Optical-morphology-based assessment of astrometric quality in Gaia-CRF3 quasars
Pith reviewed 2026-06-27 12:52 UTC · model grok-4.3
The pith
AGNs with non-point-like morphology in Gaia-CRF3 produce a -43.7 μas parallax zero-point shift that standard corrections fail to remove.
A machine-rendered reading of the paper's core claim, the machinery that carries it, and where it could break.
Core claim
Using a multi-survey fusion of morphological scores derived via XGBoost, the authors demonstrate that AGNs with strongly non-point-like morphology induce a parallax zero-point shift of about -43.7 μas in Gaia-CRF3, which cannot be effectively removed by the current correction model. Reference-source subsamples selected in different score ranges exhibit significantly different all-sky proper motion fields; the high-purity point-source subsample with point_score > 0.95 reduces the total frame spin amplitude by 15.8 percent relative to the full Gaia-CRF3 sample.
What carries the argument
The composite point-source score, a 0-to-1 Gaia-independent indicator of departure from ideal point-source morphology obtained by fusing XGBoost predictions trained on external survey morphological parameters.
If this is right
- Morphology-aware selection can reduce systematic errors in the Gaia celestial reference frame.

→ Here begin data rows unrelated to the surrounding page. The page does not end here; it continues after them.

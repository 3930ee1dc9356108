//! Install / activate state machine.

use color_eyre::{eyre::eyre, Result};
use serde::Serialize;
use tracing::{info, warn};

use super::{lock, Coordinator};
use crate::backend::{Fetcher, Request};
use crate::cache::{CacheStorage, Partition};
use crate::queue::PendingStore;

/// Lifecycle of one coordinator version
#[derive(Debug, Clone, Copy, PartialEq, Eq, Serialize)]
#[serde(rename_all = "lowercase")]
pub enum LifecycleState {
  /// Pre-caching the current version
  Installing,
  /// Installed, not yet controlling requests
  Waiting,
  /// Serving requests through the strategies
  Active,
  /// Superseded; everything passes through
  Redundant,
}

impl LifecycleState {
  fn can_become(self, next: LifecycleState) -> bool {
    use LifecycleState::*;
    matches!(
      (self, next),
      (Installing, Waiting)
        | (Waiting, Active)
        | (Installing, Redundant)
        | (Waiting, Redundant)
        | (Active, Redundant)
    )
  }
}

/// Pre-cache results.
#[derive(Debug, Clone, Copy, Default, PartialEq, Eq, Serialize)]
pub struct InstallReport {
  pub cached: usize,
  pub failed: usize,
}

impl<S, Q, F> Coordinator<S, Q, F>
where
  S: CacheStorage + 'static,
  Q: PendingStore + 'static,
  F: Fetcher,
{
  pub fn state(&self) -> LifecycleState {
    *lock(&self.state)
  }

  fn transition(&self, next: LifecycleState) -> Result<()> {
    let mut state = lock(&self.state);
    if !state.can_become(next) {
      return Err(eyre!(
        "Invalid lifecycle transition {:?} -> {:?}",
        *state,
        next
      ));
    }
    info!(from = ?*state, to = ?next, "Lifecycle transition");
    *state = next;
    Ok(())
  }

  /// Pre-populate all three partitions.
  ///
  /// A failed asset is logged and skipped; it never aborts the install.
  pub async fn install(&self) -> Result<InstallReport> {
    let report = self.precache_all().await?;
    if self.config.skip_waiting {
      self.activate()?;
    }
    Ok(report)
  }

  /// Install without honoring `skip_waiting`; always ends in Waiting.
  async fn precache_all(&self) -> Result<InstallReport> {
    if self.state() != LifecycleState::Installing {
      return Err(eyre!("Cannot install from state {:?}", self.state()));
    }

    self.cache.open_partitions()?;

    let precache = &self.config.precache;
    let mut report = InstallReport::default();
    for (partition, paths) in [
      (Partition::Static, &precache.static_assets),
      (Partition::Api, &precache.api_endpoints),
      (Partition::Images, &precache.images),
    ] {
      for path in paths {
        if self.precache_one(partition, path).await {
          report.cached += 1;
        } else {
          report.failed += 1;
        }
      }
    }

    info!(
      version = %self.config.version,
      cached = report.cached,
      failed = report.failed,
      "Install complete"
    );
    self.transition(LifecycleState::Waiting)?;
    Ok(report)
  }

  /// Fetch `path` and store it in `partition`. Returns whether it was stored.
  pub(super) async fn precache_one(&self, partition: Partition, path: &str) -> bool {
    let url = match self.url(path) {
      Ok(url) => url,
      Err(e) => {
        warn!(path, error = %e, "Skipping pre-cache");
        return false;
      }
    };

    match self.fetcher.fetch(&Request::get(url.clone())).await {
      Ok(response) if response.is_ok() => match self.cache.store(partition, &url, &response) {
        Ok(_) => true,
        Err(e) => {
          warn!(%url, error = %e, "Failed to store pre-cached response");
          false
        }
      },
      Ok(response) => {
        warn!(%url, status = response.status, "Pre-cache returned non-success");
        false
      }
      Err(e) => {
        warn!(%url, error = %e, "Pre-cache fetch failed");
        false
      }
    }
  }

  /// Take control: delete caches of other versions, then become active.
  ///
  /// Returns the names of the deleted caches.
  pub fn activate(&self) -> Result<Vec<String>> {
    if self.state() != LifecycleState::Waiting {
      return Err(eyre!("Cannot activate from state {:?}", self.state()));
    }

    let deleted = self.cache.sweep_stale_versions()?;
    for name in &deleted {
      info!(cache = %name, "Deleted stale cache");
    }

    self.transition(LifecycleState::Active)?;
    Ok(deleted)
  }

  /// Activate a waiting coordinator. Returns whether it was waiting.
  pub fn skip_waiting(&self) -> Result<bool> {
    if self.state() == LifecycleState::Waiting {
      self.activate()?;
      return Ok(true);
    }
    Ok(false)
  }

  /// Become active over existing state, installing first if this version
  /// has never been installed on this storage.
  ///
  /// Returns the names of the caches deleted on activation.
  pub async fn resume(&self) -> Result<Vec<String>> {
    if self.cache.is_installed()? {
      info!(version = %self.config.version, "Resuming existing installation");
      self.transition(LifecycleState::Waiting)?;
    } else {
      self.precache_all().await?;
    }
    self.activate()
  }

  /// Hand over to a newer version. Fetches pass through from now on.
  pub fn retire(&self) -> Result<()> {
    self.stop_sync_scheduler();
    self.transition(LifecycleState::Redundant)
  }
}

- The current parallax zero-point model requires additional terms that depend on source extent.
- Proper-motion fields derived from reference sources vary with the morphological purity of the sample.
- High-purity point-source subsamples improve the rotational stability of the reference frame by 15.8 percent.
Where Pith is reading between the lines
- Future reference-frame constructions may benefit from routine morphological filtering before spin or zero-point fitting.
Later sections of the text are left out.